**THE TASK:** Once the line containing "sentence embeddings (all-MiniLM-L6-v2)." is found in the entries below, restate it and each following line word for word, stopping after the line containing "tokenizer_path.display()".

**DATA:**
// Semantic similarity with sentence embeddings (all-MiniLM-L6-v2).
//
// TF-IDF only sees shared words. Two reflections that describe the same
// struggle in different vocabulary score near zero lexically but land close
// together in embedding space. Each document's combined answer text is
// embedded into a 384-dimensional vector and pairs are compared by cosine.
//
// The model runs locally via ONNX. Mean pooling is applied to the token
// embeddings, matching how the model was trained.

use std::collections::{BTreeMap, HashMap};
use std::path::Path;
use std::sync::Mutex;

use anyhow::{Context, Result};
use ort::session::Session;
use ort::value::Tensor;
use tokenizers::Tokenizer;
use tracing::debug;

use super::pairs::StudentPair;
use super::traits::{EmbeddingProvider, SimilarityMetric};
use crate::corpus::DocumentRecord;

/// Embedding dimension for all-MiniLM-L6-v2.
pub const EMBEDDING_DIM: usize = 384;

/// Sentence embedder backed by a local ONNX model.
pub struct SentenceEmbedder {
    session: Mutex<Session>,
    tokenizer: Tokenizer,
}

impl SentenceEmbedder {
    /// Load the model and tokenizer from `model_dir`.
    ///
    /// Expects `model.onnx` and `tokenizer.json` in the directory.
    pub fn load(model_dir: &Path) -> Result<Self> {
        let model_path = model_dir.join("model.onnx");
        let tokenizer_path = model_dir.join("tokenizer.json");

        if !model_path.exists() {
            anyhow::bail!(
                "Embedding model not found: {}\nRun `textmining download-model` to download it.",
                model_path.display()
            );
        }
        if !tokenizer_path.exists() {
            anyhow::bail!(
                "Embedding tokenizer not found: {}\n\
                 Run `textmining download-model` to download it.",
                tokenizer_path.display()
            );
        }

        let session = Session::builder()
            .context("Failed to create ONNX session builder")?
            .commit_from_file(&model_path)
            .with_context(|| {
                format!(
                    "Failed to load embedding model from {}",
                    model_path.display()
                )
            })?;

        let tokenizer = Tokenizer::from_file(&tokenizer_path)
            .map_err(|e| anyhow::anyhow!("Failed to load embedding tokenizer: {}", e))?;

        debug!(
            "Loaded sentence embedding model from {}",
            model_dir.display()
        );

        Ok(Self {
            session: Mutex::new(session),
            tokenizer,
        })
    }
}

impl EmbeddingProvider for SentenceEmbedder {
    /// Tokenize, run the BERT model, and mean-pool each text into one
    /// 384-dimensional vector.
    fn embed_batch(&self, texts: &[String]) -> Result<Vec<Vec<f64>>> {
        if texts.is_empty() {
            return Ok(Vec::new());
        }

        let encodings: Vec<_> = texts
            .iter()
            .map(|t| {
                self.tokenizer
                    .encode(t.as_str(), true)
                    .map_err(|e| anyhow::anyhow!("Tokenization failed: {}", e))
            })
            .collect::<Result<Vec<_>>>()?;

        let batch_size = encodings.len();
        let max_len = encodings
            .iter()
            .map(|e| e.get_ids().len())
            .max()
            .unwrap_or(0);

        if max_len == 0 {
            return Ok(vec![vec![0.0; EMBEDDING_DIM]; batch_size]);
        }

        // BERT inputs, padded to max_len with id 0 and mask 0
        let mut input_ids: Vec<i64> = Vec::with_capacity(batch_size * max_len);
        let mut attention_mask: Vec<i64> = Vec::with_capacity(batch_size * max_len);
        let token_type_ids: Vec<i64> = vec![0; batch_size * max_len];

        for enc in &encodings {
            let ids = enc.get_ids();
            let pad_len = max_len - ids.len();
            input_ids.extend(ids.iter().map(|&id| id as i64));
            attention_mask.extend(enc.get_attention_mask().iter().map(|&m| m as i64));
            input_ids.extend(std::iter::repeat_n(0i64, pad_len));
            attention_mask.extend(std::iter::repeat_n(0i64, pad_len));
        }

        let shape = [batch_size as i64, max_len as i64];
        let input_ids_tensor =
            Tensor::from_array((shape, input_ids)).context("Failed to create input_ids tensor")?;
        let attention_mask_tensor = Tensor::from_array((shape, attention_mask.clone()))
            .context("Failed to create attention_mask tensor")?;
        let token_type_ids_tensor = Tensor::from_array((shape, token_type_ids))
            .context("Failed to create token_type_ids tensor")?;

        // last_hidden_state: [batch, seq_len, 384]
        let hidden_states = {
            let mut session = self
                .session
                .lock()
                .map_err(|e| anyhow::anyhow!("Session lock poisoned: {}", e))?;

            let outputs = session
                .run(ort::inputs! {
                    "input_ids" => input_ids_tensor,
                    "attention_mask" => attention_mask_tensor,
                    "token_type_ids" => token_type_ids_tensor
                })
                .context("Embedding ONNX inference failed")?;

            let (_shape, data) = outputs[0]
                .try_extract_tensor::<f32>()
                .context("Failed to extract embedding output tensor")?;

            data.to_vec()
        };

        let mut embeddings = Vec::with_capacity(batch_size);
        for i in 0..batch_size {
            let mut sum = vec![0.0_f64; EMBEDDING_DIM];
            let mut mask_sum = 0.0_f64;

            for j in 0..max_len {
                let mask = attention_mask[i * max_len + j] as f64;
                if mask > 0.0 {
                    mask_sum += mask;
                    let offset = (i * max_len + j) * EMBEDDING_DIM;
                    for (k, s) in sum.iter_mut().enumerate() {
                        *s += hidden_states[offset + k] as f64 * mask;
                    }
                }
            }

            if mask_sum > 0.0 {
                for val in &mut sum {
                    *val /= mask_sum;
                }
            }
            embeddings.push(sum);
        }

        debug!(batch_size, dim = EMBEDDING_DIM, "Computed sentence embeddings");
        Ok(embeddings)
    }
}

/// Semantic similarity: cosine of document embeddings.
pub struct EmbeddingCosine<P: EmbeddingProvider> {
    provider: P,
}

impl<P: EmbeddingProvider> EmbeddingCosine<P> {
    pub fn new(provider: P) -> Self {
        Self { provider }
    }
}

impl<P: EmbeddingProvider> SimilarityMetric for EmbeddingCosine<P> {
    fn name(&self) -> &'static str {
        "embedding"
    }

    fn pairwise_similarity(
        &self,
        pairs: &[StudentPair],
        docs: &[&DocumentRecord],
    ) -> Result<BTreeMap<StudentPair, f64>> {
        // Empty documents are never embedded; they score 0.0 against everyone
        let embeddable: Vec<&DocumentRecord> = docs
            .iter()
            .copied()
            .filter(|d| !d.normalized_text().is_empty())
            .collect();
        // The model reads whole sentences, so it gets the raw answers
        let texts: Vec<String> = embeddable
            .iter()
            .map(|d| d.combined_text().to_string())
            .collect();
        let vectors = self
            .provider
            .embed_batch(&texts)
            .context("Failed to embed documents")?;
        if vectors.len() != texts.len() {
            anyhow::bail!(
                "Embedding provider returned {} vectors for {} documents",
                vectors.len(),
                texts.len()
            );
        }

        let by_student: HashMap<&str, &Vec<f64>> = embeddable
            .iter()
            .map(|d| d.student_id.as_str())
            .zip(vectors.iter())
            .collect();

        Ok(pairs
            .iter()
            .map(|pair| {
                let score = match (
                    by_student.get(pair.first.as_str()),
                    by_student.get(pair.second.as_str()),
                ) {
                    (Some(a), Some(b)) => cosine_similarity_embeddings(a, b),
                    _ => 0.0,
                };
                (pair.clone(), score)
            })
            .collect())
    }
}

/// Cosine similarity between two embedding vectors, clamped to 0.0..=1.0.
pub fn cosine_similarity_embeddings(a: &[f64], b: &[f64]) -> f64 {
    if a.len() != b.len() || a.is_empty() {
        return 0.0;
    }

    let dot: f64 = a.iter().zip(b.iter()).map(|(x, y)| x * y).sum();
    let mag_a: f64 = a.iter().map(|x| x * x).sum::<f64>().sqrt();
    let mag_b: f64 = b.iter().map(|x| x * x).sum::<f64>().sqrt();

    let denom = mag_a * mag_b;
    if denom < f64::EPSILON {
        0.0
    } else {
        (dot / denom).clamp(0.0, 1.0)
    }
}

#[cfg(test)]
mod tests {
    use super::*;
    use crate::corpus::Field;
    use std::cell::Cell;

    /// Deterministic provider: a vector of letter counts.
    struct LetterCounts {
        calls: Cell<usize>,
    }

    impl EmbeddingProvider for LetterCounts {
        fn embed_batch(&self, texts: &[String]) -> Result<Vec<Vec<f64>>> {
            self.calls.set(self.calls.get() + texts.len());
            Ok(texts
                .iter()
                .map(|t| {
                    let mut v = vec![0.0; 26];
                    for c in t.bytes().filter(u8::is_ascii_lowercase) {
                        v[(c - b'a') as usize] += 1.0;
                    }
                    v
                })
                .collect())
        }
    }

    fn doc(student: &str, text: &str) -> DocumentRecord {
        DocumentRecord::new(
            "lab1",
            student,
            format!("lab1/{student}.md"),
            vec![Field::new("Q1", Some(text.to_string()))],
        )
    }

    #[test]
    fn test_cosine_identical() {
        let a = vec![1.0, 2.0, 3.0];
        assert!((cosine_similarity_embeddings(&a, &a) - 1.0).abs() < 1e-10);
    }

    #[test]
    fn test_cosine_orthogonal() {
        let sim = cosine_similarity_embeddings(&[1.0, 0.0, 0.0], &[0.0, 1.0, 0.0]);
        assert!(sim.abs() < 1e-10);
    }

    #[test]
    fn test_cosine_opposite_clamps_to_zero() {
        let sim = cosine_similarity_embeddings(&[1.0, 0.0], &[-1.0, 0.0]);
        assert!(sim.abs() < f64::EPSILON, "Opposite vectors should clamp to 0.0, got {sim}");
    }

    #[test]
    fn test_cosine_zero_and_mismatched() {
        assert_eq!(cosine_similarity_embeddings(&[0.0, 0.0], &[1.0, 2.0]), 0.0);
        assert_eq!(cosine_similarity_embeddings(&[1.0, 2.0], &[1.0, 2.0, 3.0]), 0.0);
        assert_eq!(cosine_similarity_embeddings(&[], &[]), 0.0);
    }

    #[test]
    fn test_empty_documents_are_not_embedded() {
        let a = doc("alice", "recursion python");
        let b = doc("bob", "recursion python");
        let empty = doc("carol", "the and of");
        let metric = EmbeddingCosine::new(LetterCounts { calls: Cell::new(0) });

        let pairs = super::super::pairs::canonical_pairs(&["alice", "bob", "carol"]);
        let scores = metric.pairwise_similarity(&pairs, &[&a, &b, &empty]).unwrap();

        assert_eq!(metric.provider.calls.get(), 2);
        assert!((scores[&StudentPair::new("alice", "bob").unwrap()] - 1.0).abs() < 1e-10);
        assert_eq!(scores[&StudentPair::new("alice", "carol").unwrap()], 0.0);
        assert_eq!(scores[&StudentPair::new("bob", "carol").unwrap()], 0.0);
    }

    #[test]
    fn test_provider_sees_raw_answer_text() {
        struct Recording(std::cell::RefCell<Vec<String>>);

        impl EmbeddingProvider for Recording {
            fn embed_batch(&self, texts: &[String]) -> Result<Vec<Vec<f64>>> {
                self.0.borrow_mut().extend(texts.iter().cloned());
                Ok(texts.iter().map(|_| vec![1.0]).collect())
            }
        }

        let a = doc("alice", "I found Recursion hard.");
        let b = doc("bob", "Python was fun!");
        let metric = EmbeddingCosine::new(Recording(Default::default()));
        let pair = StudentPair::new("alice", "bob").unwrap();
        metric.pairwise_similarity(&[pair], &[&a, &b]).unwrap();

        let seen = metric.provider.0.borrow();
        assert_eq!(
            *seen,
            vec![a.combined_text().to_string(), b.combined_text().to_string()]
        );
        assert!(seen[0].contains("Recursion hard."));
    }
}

...

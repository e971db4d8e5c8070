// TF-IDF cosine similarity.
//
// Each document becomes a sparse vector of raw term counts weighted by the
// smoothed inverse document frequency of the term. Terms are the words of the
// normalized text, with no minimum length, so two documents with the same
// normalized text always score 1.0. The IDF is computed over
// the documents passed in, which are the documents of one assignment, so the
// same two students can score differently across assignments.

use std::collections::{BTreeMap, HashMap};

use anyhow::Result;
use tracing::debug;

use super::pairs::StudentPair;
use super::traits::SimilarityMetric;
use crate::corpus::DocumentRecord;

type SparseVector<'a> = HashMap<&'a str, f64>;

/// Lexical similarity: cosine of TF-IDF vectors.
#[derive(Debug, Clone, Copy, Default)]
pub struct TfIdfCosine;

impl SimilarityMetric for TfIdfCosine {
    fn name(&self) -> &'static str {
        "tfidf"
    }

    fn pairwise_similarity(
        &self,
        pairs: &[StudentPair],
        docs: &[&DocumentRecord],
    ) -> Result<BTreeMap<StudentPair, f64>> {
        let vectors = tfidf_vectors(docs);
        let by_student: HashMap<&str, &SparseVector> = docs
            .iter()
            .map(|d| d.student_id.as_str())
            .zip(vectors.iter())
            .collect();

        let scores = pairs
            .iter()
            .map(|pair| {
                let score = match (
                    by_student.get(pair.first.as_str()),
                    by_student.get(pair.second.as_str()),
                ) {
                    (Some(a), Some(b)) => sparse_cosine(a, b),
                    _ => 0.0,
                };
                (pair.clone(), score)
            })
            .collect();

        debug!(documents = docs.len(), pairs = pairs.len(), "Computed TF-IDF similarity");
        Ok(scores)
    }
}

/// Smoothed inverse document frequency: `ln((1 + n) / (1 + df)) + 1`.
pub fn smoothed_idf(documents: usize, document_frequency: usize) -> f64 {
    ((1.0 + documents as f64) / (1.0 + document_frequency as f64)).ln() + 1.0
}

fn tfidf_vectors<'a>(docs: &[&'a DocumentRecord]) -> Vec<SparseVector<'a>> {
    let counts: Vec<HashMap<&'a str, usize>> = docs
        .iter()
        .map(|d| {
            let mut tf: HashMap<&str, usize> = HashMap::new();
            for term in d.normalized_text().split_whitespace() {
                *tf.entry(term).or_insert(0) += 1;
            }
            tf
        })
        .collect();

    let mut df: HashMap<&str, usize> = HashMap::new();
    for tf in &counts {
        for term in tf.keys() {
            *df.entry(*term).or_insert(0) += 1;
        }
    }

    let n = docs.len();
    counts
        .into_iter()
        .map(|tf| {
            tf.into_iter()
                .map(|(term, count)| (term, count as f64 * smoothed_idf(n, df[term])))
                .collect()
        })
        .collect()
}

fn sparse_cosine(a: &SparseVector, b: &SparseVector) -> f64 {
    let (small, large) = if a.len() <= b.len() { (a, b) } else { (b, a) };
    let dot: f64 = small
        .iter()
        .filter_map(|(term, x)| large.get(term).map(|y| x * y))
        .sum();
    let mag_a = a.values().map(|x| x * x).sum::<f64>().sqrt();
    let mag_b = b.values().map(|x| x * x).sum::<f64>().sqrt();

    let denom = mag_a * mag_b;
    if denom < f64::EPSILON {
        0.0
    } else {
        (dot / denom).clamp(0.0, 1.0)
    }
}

**RESPONSE:**
// Semantic similarity with sentence embeddings (all-MiniLM-L6-v2).
//
// TF-IDF only sees shared words. Two reflections that describe the same
// struggle in different vocabulary score near zero lexically but land close
// together in embedding space. Each document's combined answer text is
// embedded into a 384-dimensional vector and pairs are compared by cosine.
//
// The model runs locally via ONNX. Mean pooling is applied to the token
// embeddings, matching how the model was trained.

use std::collections::{BTreeMap, HashMap};
use std::path::Path;
use std::sync::Mutex;

use anyhow::{Context, Result};
use ort::session::Session;
use ort::value::Tensor;
use tokenizers::Tokenizer;
use tracing::debug;

use super::pairs::StudentPair;
use super::traits::{EmbeddingProvider, SimilarityMetric};
use crate::corpus::DocumentRecord;

/// Embedding dimension for all-MiniLM-L6-v2.
pub const EMBEDDING_DIM: usize = 384;

/// Sentence embedder backed by a local ONNX model.
pub struct SentenceEmbedder {
    session: Mutex<Session>,
    tokenizer: Tokenizer,
}

impl SentenceEmbedder {
    /// Load the model and tokenizer from `model_dir`.
    ///
    /// Expects `model.onnx` and `tokenizer.json` in the directory.
    pub fn load(model_dir: &Path) -> Result<Self> {
        let model_path = model_dir.join("model.onnx");
        let tokenizer_path = model_dir.join("tokenizer.json");

        if !model_path.exists() {
            anyhow::bail!(
                "Embedding model not found: {}\nRun `textmining download-model` to download it.",
                model_path.display()
            );
        }
        if !tokenizer_path.exists() {
            anyhow::bail!(
                "Embedding tokenizer not found: {}\n\
                 Run `textmining download-model` to download it.",
                tokenizer_path.display()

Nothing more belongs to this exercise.